■ **INSTRUCTIONS FOR THE TASK**
Search the entries for lines that contain the word "NewOrder", and report each one found.
[[ EXTRACTED RECORDS open ]]
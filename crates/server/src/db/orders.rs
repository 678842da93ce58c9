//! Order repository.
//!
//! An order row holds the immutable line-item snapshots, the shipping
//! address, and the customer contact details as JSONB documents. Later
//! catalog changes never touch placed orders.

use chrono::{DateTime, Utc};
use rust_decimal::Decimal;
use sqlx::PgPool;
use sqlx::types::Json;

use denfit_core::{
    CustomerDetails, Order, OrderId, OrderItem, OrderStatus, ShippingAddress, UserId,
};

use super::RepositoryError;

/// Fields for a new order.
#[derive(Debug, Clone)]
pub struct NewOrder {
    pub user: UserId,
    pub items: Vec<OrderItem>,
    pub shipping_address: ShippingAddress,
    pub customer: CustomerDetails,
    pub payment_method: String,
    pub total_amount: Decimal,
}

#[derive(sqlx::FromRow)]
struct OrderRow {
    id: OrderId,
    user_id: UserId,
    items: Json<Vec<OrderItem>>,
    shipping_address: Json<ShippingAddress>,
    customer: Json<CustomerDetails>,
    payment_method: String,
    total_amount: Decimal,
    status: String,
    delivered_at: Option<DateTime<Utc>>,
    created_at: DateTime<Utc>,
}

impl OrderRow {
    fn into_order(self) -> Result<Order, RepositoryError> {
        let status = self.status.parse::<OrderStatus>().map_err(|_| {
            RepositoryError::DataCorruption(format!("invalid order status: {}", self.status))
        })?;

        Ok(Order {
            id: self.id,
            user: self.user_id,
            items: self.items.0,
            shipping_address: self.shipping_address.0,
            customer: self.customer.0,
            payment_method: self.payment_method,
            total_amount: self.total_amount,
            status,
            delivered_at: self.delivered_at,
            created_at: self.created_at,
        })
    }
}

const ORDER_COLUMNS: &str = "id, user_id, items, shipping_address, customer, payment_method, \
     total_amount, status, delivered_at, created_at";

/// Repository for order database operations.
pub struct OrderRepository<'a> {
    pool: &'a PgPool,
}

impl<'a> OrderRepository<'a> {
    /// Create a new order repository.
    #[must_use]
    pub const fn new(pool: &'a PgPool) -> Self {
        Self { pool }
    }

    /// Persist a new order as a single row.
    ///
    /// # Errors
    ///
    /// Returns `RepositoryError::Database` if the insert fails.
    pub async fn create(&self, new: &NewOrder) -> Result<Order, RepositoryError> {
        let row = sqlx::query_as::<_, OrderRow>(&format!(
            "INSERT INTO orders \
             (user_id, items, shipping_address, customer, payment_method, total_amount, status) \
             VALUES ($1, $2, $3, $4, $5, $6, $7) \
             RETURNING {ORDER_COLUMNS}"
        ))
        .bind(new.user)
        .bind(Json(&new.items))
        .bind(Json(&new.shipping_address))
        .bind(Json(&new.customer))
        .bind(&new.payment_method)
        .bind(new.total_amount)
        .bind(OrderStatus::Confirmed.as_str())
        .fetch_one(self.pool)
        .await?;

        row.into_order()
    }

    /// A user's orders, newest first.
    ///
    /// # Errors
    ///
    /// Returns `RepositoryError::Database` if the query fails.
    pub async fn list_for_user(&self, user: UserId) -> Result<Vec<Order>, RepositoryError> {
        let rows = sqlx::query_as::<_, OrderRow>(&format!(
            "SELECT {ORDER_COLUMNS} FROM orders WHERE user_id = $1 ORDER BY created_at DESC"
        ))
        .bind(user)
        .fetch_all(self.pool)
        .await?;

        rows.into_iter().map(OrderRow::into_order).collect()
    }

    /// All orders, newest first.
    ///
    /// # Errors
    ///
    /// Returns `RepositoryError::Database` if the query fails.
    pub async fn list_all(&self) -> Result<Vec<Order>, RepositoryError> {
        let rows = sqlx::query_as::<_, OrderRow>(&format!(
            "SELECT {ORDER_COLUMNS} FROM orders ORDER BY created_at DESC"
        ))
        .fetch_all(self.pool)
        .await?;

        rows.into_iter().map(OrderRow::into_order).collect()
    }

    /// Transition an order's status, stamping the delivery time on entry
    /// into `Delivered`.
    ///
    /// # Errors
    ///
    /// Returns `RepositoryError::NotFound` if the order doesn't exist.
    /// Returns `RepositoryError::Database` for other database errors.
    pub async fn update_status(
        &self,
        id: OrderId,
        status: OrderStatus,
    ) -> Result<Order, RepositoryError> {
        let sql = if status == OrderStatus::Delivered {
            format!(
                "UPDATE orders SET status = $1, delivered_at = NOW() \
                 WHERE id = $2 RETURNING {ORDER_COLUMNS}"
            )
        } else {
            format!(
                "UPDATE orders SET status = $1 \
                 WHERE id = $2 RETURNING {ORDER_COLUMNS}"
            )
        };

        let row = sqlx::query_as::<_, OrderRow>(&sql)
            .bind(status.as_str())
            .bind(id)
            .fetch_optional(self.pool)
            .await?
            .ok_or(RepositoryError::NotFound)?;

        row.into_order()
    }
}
[[ EXTRACTED RECORDS closed ]]
■ **EXERCISE RESULT**
pub struct NewOrder {
    pub async fn create(&self, new: &NewOrder) -> Result<Order, RepositoryError> {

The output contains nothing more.